Analysis and characterization of eight estradiol inducible genes and a strong promoter from the steroid degrading marine bacterial strain S19-1

Abstract

Buttiauxella strain S19-1 is a new marine bacterium, isolated from the Baltic Sea, which can degrade steroids. In this report, a meta-genomic approach was used to isolate estradiol inducible genes from S19-1. SalI-fragments from the chromosomal DNA of S19-1 were ligated into plasmid pKEGFP2 bearing an EGFP gene as the reporter system. All resulting plasmids harboring SalI-fragments were transformed into Escherichia coli HB101 to measure the relative fluorescent units (RFU). E. coli cells showing higher RFU after estradiol induction than those without estradiol induction, were selected and the respective plasmids were sequenced. Sequences of 8 positive plasmids were analyzed and aligned by BLAST. Among the predicted genes we found similarities to the major facilitator superfamily, glycerol dehydratase activator, formate acetyltransferase activating enzyme, histidinol-phosphate/aromatic aminotransferase, ABC-transporter, transcriptional regulator nadR, lipoate-protein ligase A, and alcohol phosphatidyl-transferase.
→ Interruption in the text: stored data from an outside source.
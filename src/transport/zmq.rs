//! ZeroMQ transport
//!
//! The receive side is a PULL socket bound to the RX-chain endpoint;
//! commands arrive as two-part messages `[payload, signature]`. Replies
//! and parameter updates go out as JSON on two separate PUB sockets so
//! downstream consumers subscribe to exactly the stream they need.

use super::{CommandSource, ParameterUpdate, ReceivedFrame};
use crate::config::GatewayConfig;
use crate::error::TransportError;
use crate::reply::Reply;
use async_trait::async_trait;
use std::time::Duration;
use tracing::{debug, info, warn};
use zeromq::{PubSocket, PullSocket, Socket, SocketRecv, SocketSend, ZmqMessage};

/// ZeroMQ command source with PUB reply and notification channels
pub struct ZmqTransport {
    rx: PullSocket,
    reply_tx: PubSocket,
    update_tx: PubSocket,
    poll: Duration,
    allow_unsigned: bool,
}

impl ZmqTransport {
    /// Bind all three sockets from gateway configuration
    ///
    /// # Errors
    ///
    /// Returns [`TransportError::BindFailed`] when any endpoint cannot be
    /// bound; the gateway treats that as fatal at startup.
    pub async fn bind(config: &GatewayConfig) -> Result<Self, TransportError> {
        let bind_failed = |endpoint: &str, e: zeromq::ZmqError| TransportError::BindFailed {
            endpoint: endpoint.to_string(),
            reason: e.to_string(),
        };

        let mut rx = PullSocket::new();
        rx.bind(&config.zmq_rx_bind)
            .await
            .map_err(|e| bind_failed(&config.zmq_rx_bind, e))?;

        let mut reply_tx = PubSocket::new();
        reply_tx
            .bind(&config.zmq_reply_bind)
            .await
            .map_err(|e| bind_failed(&config.zmq_reply_bind, e))?;

        let mut update_tx = PubSocket::new();
        update_tx
            .bind(&config.zmq_param_bind)
            .await
            .map_err(|e| bind_failed(&config.zmq_param_bind, e))?;

        info!(
            rx = %config.zmq_rx_bind,
            reply = %config.zmq_reply_bind,
            updates = %config.zmq_param_bind,
            "ZeroMQ transport bound"
        );

        Ok(Self {
            rx,
            reply_tx,
            update_tx,
            poll: config.poll_interval(),
            allow_unsigned: config.allow_unsigned_testing,
        })
    }

    /// Split a received message into payload and signature parts
    fn split_message(&self, message: ZmqMessage) -> Result<ReceivedFrame, TransportError> {
        let malformed = |reason: &str| TransportError::ReceiveFailed {
            reason: reason.to_string(),
        };

        match message.len() {
            2 => {
                let payload = message.get(0).ok_or_else(|| malformed("missing payload"))?;
                let signature = message
                    .get(1)
                    .ok_or_else(|| malformed("missing signature part"))?;
                Ok(ReceivedFrame {
                    payload: payload.to_vec(),
                    signature: signature.to_vec(),
                })
            }
            // One-part messages carry no signature and are only tolerated
            // when unsigned testing is switched on
            1 if self.allow_unsigned => {
                let payload = message.get(0).ok_or_else(|| malformed("missing payload"))?;
                debug!("Accepted one-part message without signature (testing mode)");
                Ok(ReceivedFrame {
                    payload: payload.to_vec(),
                    signature: Vec::new(),
                })
            }
            1 => Err(malformed("one-part message without signature")),
            n => Err(malformed(&format!("expected 2 parts, got {}", n))),
        }
    }
}

#[async_trait]
impl CommandSource for ZmqTransport {
    fn name(&self) -> &'static str {
        "zmq"
    }

    async fn recv(&mut self) -> Result<Option<ReceivedFrame>, TransportError> {
        let message = match tokio::time::timeout(self.poll, self.rx.recv()).await {
            Err(_) => return Ok(None),
            Ok(Err(e)) => {
                return Err(TransportError::ReceiveFailed {
                    reason: e.to_string(),
                })
            }
            Ok(Ok(message)) => message,
        };

        self.split_message(message).map(Some)
    }

    async fn send_reply(&mut self, reply: &Reply) -> Result<(), TransportError> {
        self.reply_tx
            .send(ZmqMessage::from(reply.to_json()))
            .await
            .map_err(|e| TransportError::SendFailed {
                reason: e.to_string(),
            })
    }

    async fn publish_update(&mut self, update: &ParameterUpdate) -> Result<(), TransportError> {
        let json = serde_json::to_vec(update).map_err(|e| TransportError::SendFailed {
            reason: e.to_string(),
        })?;

        match self.update_tx.send(ZmqMessage::from(json)).await {
            Ok(()) => Ok(()),
            // No subscribers is normal; only log it
            Err(e) => {
                warn!(error = %e, "Parameter update publish failed");
                Ok(())
            }
        }
    }
}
Interestingly, one of the E. coli cell clones (containing plasmid p302) showed up in green color by normal light microscopy, which indicated that a strong promoter was present in this plasmid. Sequencing and deletion-mutagenesis revealed that the putative promoter comprises a 108bp DNA fragment within p302, from which the putative −10 and −35 regions are TTTGAT and TTGGTT, respectively. The promoter might be used to construct S19-1 mutants in which steroid degradation occurs at high levels.